Ogni cinque minuti in Italia una persona muore per malattie polmonari legate all’amianto e alle fibre quasi invisibili che, alla velocità di un metro ogni 24 ore, avanzano nell’organismo e vanno a depositarsi nella pleura. Ne basta una sola per causare mesoteliomi fatali che portano a morte certa. Prima un dolore alla spalla poi complicazioni respiratorie sempre più gravi. Dagli inizi del Novecento ad oggi, nel nostro Paese l’amianto ha ucciso e continuerà ad uccidere migliaia di persone ad un ritmo di circa quattromila ogni anno.
Nel libro “Amianto“, edito dalla casa editrice Verdenero, la giornalista Stefania Divertito racconta non solo il processo Eternit ma anche il caso Fincantieri, le vicende dei marinai genovesi, della Fibronit di Bari, degli operai delle ferrovie dello Stato. Tutti in lotta, con alterne vicende ed esiti, per vedersi riconosciute i risarcimenti funzionali alle cure contro le patologie causate dall’asbestosi, tutti accomunati da un unico elemento: si sono ammalati per l’amianto.

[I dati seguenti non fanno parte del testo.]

use axum::http::{HeaderName, HeaderValue, Method};
use axum::Router;
use helpdesk::{
    constants::USER_ID_HEADER,
    db::{migrations::run_migrations, DatabaseConfig, MemoryStore, PgStore, Store},
    get_db_pool,
    handlers::{self, AppState},
    utils, Config,
};
use std::sync::Arc;
use tower_http::cors::{Any, CorsLayer};
use tower_http::trace::TraceLayer;

#[tokio::main]
async fn main() -> anyhow::Result<()> {
    utils::init_logging();

    let config = Config::from_env()?;
    let store = open_store(&config).await?;
    let state = AppState::new(store).with_presence_ttl(config.presence_ttl);

    // Catches clients that vanished without closing their connection.
    let sweeper = state
        .presence
        .spawn_sweeper(config.presence_ttl, config.presence_sweep_interval);

    let port = config.port;
    let app = create_router(state, &config);

    let listener = tokio::net::TcpListener::bind(&format!("0.0.0.0:{}", port)).await?;
    tracing::info!("Server running on port {}", port);

    axum::serve(listener, app)
        .with_graceful_shutdown(shutdown_signal())
        .await?;

    sweeper.abort();
    Ok(())
}

async fn open_store(config: &Config) -> anyhow::Result<Arc<dyn Store>> {
    match &config.database_url {
        Some(url) => {
            let pool = get_db_pool(&DatabaseConfig::with_url(url.clone())).await?;
            run_migrations(&pool).await?;
            tracing::info!("Using PostgreSQL store");
            Ok(Arc::new(PgStore::new(pool)))
        }
        None => {
            tracing::warn!("DATABASE_URL not set, using the in-memory store; data is lost on exit");
            Ok(Arc::new(MemoryStore::new()))
        }
    }
}

fn create_router(state: AppState, config: &Config) -> Router {
    handlers::router(state)
        .layer(create_cors_layer(config))
        .layer(TraceLayer::new_for_http())
}

fn create_cors_layer(config: &Config) -> CorsLayer {
    let mut cors = CorsLayer::new()
        .allow_methods([Method::GET, Method::POST, Method::PUT, Method::OPTIONS])
        .allow_headers([
            axum::http::header::CONTENT_TYPE,
            HeaderName::from_static(USER_ID_HEADER),
        ])
        .allow_credentials(false);

    let origins: Vec<HeaderValue> = config
        .allowed_origins
        .as_deref()
        .unwrap_or_default()
        .split(',')
        .filter_map(|origin| {
            let trimmed = origin.trim();
            if !trimmed.is_empty() {
                trimmed.parse().ok()
            } else {
                None
            }
        })
        .collect();

    if !origins.is_empty() {
        cors = cors.allow_origin(origins);
    } else {
        // Default to permissive for development
        cors = cors.allow_origin(Any);
    }

    cors
}

async fn shutdown_signal() {
    if let Err(e) = tokio::signal::ctrl_c().await {
        tracing::error!("Failed to listen for shutdown signal: {}", e);
        std::future::pending::<()>().await;
    }
    tracing::info!("Shutting down");
}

Non ci sono storie strappalacrime, facili allo stomaco, nel libro “Amianto” ci sono numeri e dati. Le storie sono racconti che lasciano intuire il dolore di quanti sono stati vicino ai malati: «Da noi a Casale – si legge – quattro persone al mese si ammalano per amianto». Bastano poche parole per avvertire la tragedia che nasconde un numero, una statistica.
Del processo Eternit che si è riaperto due giorni fa a Torino, ormai si sa tutto ed è il più complesso e partecipato procedimento giudiziario dopo quello per il disastro di Bophal, in India: quasi tremila le parti offese, di cui poco più di seicento ancora in vita. Operai che per anni hanno lavorato in mezzo a nubi bianche di amianto senza protezione o con mascherine sottilissime che nulla potevano contro le fibre di amianto, fino a 300 volte più fini di un capello. Spaventosa anche l’origine del nome “Eternit”: che dura in eterno.
Oltre all’Eternit, però, ci sono tante altre realtà meno note in Italia. La fabbrica della Goodyear di Cisterna di Latina è una di queste. Qui 26 operai sono morti per tumori polmonari. «Dopo la chiusura della fabbrica – si legge in Amianto – si scopre non solo che i materiali utilizzati erano cancerogeni, ma anche che l’amianto era dappertutto: nel capannone principale, nelle presse, perfino nei guanti di protezione».
Un altro caso clamoroso è quello dell’Ilva di Taranto, sotto accusa non solo per la diossina ma anche per l’amianto. Nell’area attorno allo stabilimento, infatti, una perizia ha accertato 105 casi di mesotelioma.
Nello stabilimento Fincantieri di Palermo, invece, sono stati 32 gli operai morti, mentre in quello di Monfalcone finora sono state 900 le vittime, uno stillicidio che uccide 25 persone ogni anno. L’assassino è sempre lo stesso: l’amianto.
E i morti coprono tutta la Penisola, senza distinzioni. A Casaralta di Bologna, in uno stabilimento che si occupava delle coibentazioni delle carrozze delle Ferrovie dello Stato, ci sono stati almeno 16 morti mentre sono stati denunciati una cinquantina di casi di mesotelioma e altrettanti di tumore polmonare. Le ferrovie accomunano anche i 17 morti per mesotelioma alla Breda Ferroviaria di Pistoia. Alla Fibronit di Bari, invece, il numero dei decessi è incerto ma si parla di una strage lenta che si sarebbe portata via almeno 145 vite. Mentre secondo Julian Peto, ricercatore del Cancer Research Uk, l’associazione britannica per la ricerca sul cancro, un uomo su dieci che nbegli anni Sessanta ha fatto il muratore, è condannato a morire di mesotelioma per cause legate all’esposizione all’amianto. Ma non è finita qui. Secondo un rapporto aggiornato a fine 2008 e realizzato dalla Cgil, infatti, nel 17,65% degli istituti scolastici italiani è stata certificata la presenza dell’amianto.
Dati, questi contenuti nel libro della giornalista Stefania Divertito che mettono nero su bianco come il nostro sia un «Paese fondato sull’amianto» e non sul lavoro. Sembra paradossale, esagerato. Eppure davati ai quattromila morti causati ogni anno dalle patologie legate all’amianto, dietrologie, commenti e ipotesi crollano. Ogni operaio ammalato o morto lo deve al suo lavoro. E forse questa è l’unica assurda certezza.